[Saved entries]

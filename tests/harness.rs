//! End-to-end scenario tests.
//!
//! These run the full scenarios against a real child process: the
//! harness binary's own hidden `mock-broker` subcommand, which echoes
//! each request's correlation id and exits cleanly on SIGINT. Timings
//! are compressed relative to the defaults so the suite stays fast.

use std::net::SocketAddr;
use std::path::PathBuf;
use std::time::Duration;

use broker_harness::client::SessionOutcome;
use broker_harness::process::{ProcessController, ProcessSpec, SignalOutcome, WaitOutcome};
use broker_harness::scenario::{
    run_basic, run_graceful_shutdown, ScenarioConfig, ShutdownKind,
};

/// Path to the compiled `broker-harness` binary, derived from the test
/// binary's own location (`target/<profile>/deps/<test>` → sibling of
/// `deps`).
fn harness_binary() -> PathBuf {
    let mut path = std::env::current_exe().expect("test binary path");
    path.pop();
    if path.ends_with("deps") {
        path.pop();
    }
    path.join("broker-harness")
}

/// Bind to an ephemeral port and release it, yielding a free address.
fn free_addr() -> SocketAddr {
    let listener = std::net::TcpListener::bind("127.0.0.1:0").expect("ephemeral bind");
    listener.local_addr().expect("local addr")
}

fn mock_broker_spec(addr: SocketAddr) -> ProcessSpec {
    ProcessSpec::new(
        harness_binary().to_string_lossy().into_owned(),
        ["mock-broker".to_string(), "--addr".to_string(), addr.to_string()],
    )
}

fn sh(script: &str) -> ProcessSpec {
    ProcessSpec::new("sh", ["-c".to_string(), script.to_string()])
}

/// Compressed scenario timings suitable for the mock broker, which
/// binds within milliseconds and exits on SIGINT immediately.
fn fast_basic_config(addr: SocketAddr) -> ScenarioConfig {
    let mut config = ScenarioConfig::basic(mock_broker_spec(addr), addr);
    config.settle_delay = Duration::from_millis(500);
    config.connect_timeout = Duration::from_secs(2);
    config.read_timeout = Duration::from_secs(2);
    config.shutdown_timeout = Duration::from_secs(5);
    config.join_timeout = Duration::from_secs(5);
    config
}

async fn wait_for_listener(addr: SocketAddr) {
    for _ in 0..50 {
        if tokio::net::TcpStream::connect(addr).await.is_ok() {
            return;
        }
        tokio::time::sleep(Duration::from_millis(100)).await;
    }
    panic!("no listener came up on {addr}");
}

#[tokio::test]
async fn test_controller_interrupts_mock_broker_cleanly() {
    let addr = free_addr();
    let mut controller = ProcessController::start(&mock_broker_spec(addr)).await.unwrap();
    wait_for_listener(addr).await;

    assert_eq!(
        controller.signal_group(nix::sys::signal::Signal::SIGINT).unwrap(),
        SignalOutcome::Delivered
    );
    let outcome = controller.wait(Duration::from_secs(5)).await.unwrap();
    assert_eq!(outcome, WaitOutcome::Exited(Some(0)));
}

#[tokio::test]
async fn test_basic_scenario_passes_against_mock_broker() {
    let addr = free_addr();
    let result = run_basic(&fast_basic_config(addr)).await.unwrap();

    assert!(result.passed, "basic scenario failed: {result:?}");
    assert_eq!(result.name, "basic");
    assert_eq!(result.shutdown, ShutdownKind::Graceful);
    assert_eq!(result.exit_code, Some(0));
    assert_eq!(result.clients.len(), 1);

    // The mock broker answers both frames with 8-byte echo responses.
    match &result.clients[0] {
        SessionOutcome::Completed {
            bytes_sent,
            responses,
            ..
        } => {
            assert_eq!(*bytes_sent, 26 + 19);
            assert_eq!(responses.len(), 2);
        }
        other => panic!("expected completed client, got {other:?}"),
    }
}

#[tokio::test]
async fn test_graceful_shutdown_scenario_passes_against_mock_broker() {
    let addr = free_addr();
    let mut config = ScenarioConfig::graceful_shutdown(mock_broker_spec(addr), addr);
    config.settle_delay = Duration::from_millis(500);
    config.connect_timeout = Duration::from_secs(2);
    config.read_timeout = Duration::from_secs(2);
    config.stagger = Duration::from_millis(50);
    config.hold_duration = Duration::from_millis(800);
    config.pre_signal_delay = Duration::from_millis(400);
    config.shutdown_timeout = Duration::from_secs(10);
    config.join_timeout = Duration::from_secs(10);

    let result = run_graceful_shutdown(&config).await.unwrap();

    assert!(result.passed, "shutdown scenario failed: {result:?}");
    assert_eq!(result.name, "graceful-shutdown");
    assert_eq!(result.shutdown, ShutdownKind::Graceful);
    assert_eq!(result.exit_code, Some(0));
    assert_eq!(result.clients.len(), 3);
    for client in &result.clients {
        assert!(client.completed_or_failed(), "abandoned client: {client:?}");
    }
}

#[tokio::test]
async fn test_unresponsive_broker_is_force_killed_and_reported() {
    // A stand-in that never listens and ignores graceful signals: the
    // client connect fails, the bounded wait times out, and the single
    // forced-kill escalation must reap it.
    let addr = free_addr();
    let mut config = ScenarioConfig::basic(sh("trap '' INT TERM; sleep 600"), addr);
    config.settle_delay = Duration::from_millis(100);
    config.connect_timeout = Duration::from_millis(500);
    config.read_timeout = Duration::from_millis(500);
    config.shutdown_timeout = Duration::from_millis(500);
    config.join_timeout = Duration::from_secs(2);

    let result = run_basic(&config).await.unwrap();

    assert!(!result.passed);
    assert_eq!(result.shutdown, ShutdownKind::Forced);
    assert_eq!(result.exit_code, Some(-9));
    assert!(matches!(result.clients[0], SessionOutcome::Failed { .. }));
}

#[tokio::test]
async fn test_broker_that_exits_early_still_yields_a_result() {
    // The broker dies before the client connects. Signal delivery finds
    // the group already gone, which must be benign; the scenario still
    // produces a complete (failing) result instead of erroring out.
    let addr = free_addr();
    let mut config = ScenarioConfig::basic(sh("exit 0"), addr);
    config.settle_delay = Duration::from_millis(200);
    config.connect_timeout = Duration::from_millis(500);
    config.read_timeout = Duration::from_millis(500);
    config.shutdown_timeout = Duration::from_secs(2);
    config.join_timeout = Duration::from_secs(2);

    let result = run_basic(&config).await.unwrap();

    assert!(!result.passed);
    assert_eq!(result.shutdown, ShutdownKind::Graceful);
    assert_eq!(result.exit_code, Some(0));
    assert!(matches!(result.clients[0], SessionOutcome::Failed { .. }));
}
//! Scenario result reporting.
//!
//! The human-readable summary goes to stdout; logs go to stderr via
//! `tracing`. The `--json` form emits one machine-readable document for
//! all scenarios, also on stdout.

use std::io::Write;

use serde::Serialize;

use crate::client::{ResponseOutcome, SessionOutcome};
use crate::error::Result;
use crate::protocol::EncodedMessage;
use crate::scenario::ScenarioResult;

/// Print the hex dump of a frame about to be exercised, the way a
/// protocol engineer would eyeball it against the wire format.
pub fn print_frame(label: &str, message: &EncodedMessage) {
    println!(
        "frame {label}: {} bytes (declared {}), hex {}",
        message.len(),
        message.declared_len(),
        message.to_hex()
    );
}

/// Print the human-readable summary of one scenario run.
pub fn print_summary(result: &ScenarioResult) {
    println!("=== scenario: {} ===", result.name);
    for outcome in &result.clients {
        match outcome {
            SessionOutcome::Completed {
                client,
                bytes_sent,
                responses,
            } => {
                println!("client {client}: sent {bytes_sent} bytes");
                for (i, response) in responses.iter().enumerate() {
                    match response {
                        ResponseOutcome::Received { bytes } => {
                            println!("client {client}: request {}: received {bytes} bytes", i + 1);
                        }
                        ResponseOutcome::TimedOut => {
                            println!(
                                "client {client}: request {}: no response (timeout)",
                                i + 1
                            );
                        }
                    }
                }
            }
            SessionOutcome::Failed { client, error } => {
                println!("client {client}: FAILED: {error}");
            }
            SessionOutcome::Abandoned { client } => {
                println!("client {client}: ABANDONED (did not finish within join bound)");
            }
        }
    }
    match result.exit_code {
        Some(code) => println!("broker exit code: {code} ({:?})", result.shutdown),
        None => println!("broker exit code: unavailable ({:?})", result.shutdown),
    }
    println!("elapsed: {} ms", result.elapsed_ms);
    if !result.broker_output.is_empty() {
        println!("--- broker output ---");
        print!("{}", result.broker_output);
        if !result.broker_output.ends_with('\n') {
            println!();
        }
        println!("---------------------");
    }
    println!("result: {}", if result.passed { "PASS" } else { "FAIL" });
}

/// Machine-readable wrapper for a full run.
#[derive(Serialize)]
struct JsonReport<'a> {
    passed: bool,
    scenarios: &'a [ScenarioResult],
}

/// Write all scenario results as a single JSON document to stdout.
///
/// # Errors
///
/// Returns an error if serialization or the stdout write fails.
pub fn print_json(results: &[ScenarioResult]) -> Result<()> {
    let report = JsonReport {
        passed: results.iter().all(|r| r.passed),
        scenarios: results,
    };
    let json = serde_json::to_string_pretty(&report)?;
    let stdout = std::io::stdout();
    let mut handle = stdout.lock();
    handle.write_all(json.as_bytes())?;
    handle.write_all(b"\n")?;
    handle.flush()?;
    Ok(())
}
//! Wire-primitive encoders.
//!
//! The protocol uses fixed-width big-endian integers, nullable strings,
//! and a one-byte tagged-field section:
//!
//! ```text
//! int16           := 2 bytes, signed, BE
//! int32 / uint32  := 4 bytes, BE
//! nullable_string := len(int16) bytes[len]   -- len = -1 means "null"
//! tagged_fields   := 1 byte, 0x00 = empty section
//! ```
//!
//! Every encoder is a pure function of its input; out-of-range values are
//! rejected with [`HarnessError::Encoding`] instead of being truncated,
//! because a silently wrapped value would make the byte-exactness
//! guarantee of the harness meaningless.

use crate::error::{HarnessError, Result};

/// Wire length marker for a null string.
pub const NULL_STRING_LEN: i16 = -1;

/// The single byte encoding an empty tagged-field section.
pub const EMPTY_TAGGED_FIELDS: u8 = 0x00;

/// Encode a signed 16-bit integer, big-endian.
///
/// # Errors
///
/// Returns [`HarnessError::Encoding`] if `v` does not fit in an `i16`.
pub fn encode_int16(v: i64) -> Result<[u8; 2]> {
    let v = i16::try_from(v)
        .map_err(|_| HarnessError::Encoding(format!("value {v} out of range for int16")))?;
    Ok(v.to_be_bytes())
}

/// Encode a signed 32-bit integer, big-endian.
///
/// # Errors
///
/// Returns [`HarnessError::Encoding`] if `v` does not fit in an `i32`.
pub fn encode_int32(v: i64) -> Result<[u8; 4]> {
    let v = i32::try_from(v)
        .map_err(|_| HarnessError::Encoding(format!("value {v} out of range for int32")))?;
    Ok(v.to_be_bytes())
}

/// Encode an unsigned 32-bit integer, big-endian.
///
/// # Errors
///
/// Returns [`HarnessError::Encoding`] if `v` does not fit in a `u32`.
pub fn encode_uint32(v: u64) -> Result<[u8; 4]> {
    let v = u32::try_from(v)
        .map_err(|_| HarnessError::Encoding(format!("value {v} out of range for uint32")))?;
    Ok(v.to_be_bytes())
}

/// Encode a nullable string.
///
/// A present string encodes as a 2-byte signed length followed by its
/// UTF-8 bytes; `None` encodes as the 2-byte value `-1` with no payload.
/// The empty string encodes as `len = 0` — present and absent are never
/// confused.
///
/// # Errors
///
/// Returns [`HarnessError::Encoding`] if the string's byte length does
/// not fit in an `i16`.
pub fn encode_nullable_string(s: Option<&str>) -> Result<Vec<u8>> {
    match s {
        Some(s) => {
            let bytes = s.as_bytes();
            let len = i64::try_from(bytes.len())
                .map_err(|_| HarnessError::Encoding("string length overflows i64".to_string()))?;
            let mut out = Vec::with_capacity(2 + bytes.len());
            out.extend_from_slice(&encode_int16(len)?);
            out.extend_from_slice(bytes);
            Ok(out)
        }
        None => Ok(NULL_STRING_LEN.to_be_bytes().to_vec()),
    }
}

/// Encode an empty tagged-field section.
///
/// A single zero byte. A non-zero value would announce extended fields,
/// which the harness never sends.
#[inline]
pub fn encode_tagged_fields_empty() -> [u8; 1] {
    [EMPTY_TAGGED_FIELDS]
}

/// Render bytes as a lowercase hex string, two digits per byte.
pub fn to_hex(bytes: &[u8]) -> String {
    let mut out = String::with_capacity(bytes.len() * 2);
    for b in bytes {
        use std::fmt::Write;
        // Writing to a String cannot fail.
        let _ = write!(out, "{b:02x}");
    }
    out
}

Work request. Every line of the entries above that includes "endian" should be copied.

Response.
//! The protocol uses fixed-width big-endian integers, nullable strings,
/// Encode a signed 16-bit integer, big-endian.
/// Encode a signed 32-bit integer, big-endian.
/// Encode an unsigned 32-bit integer, big-endian.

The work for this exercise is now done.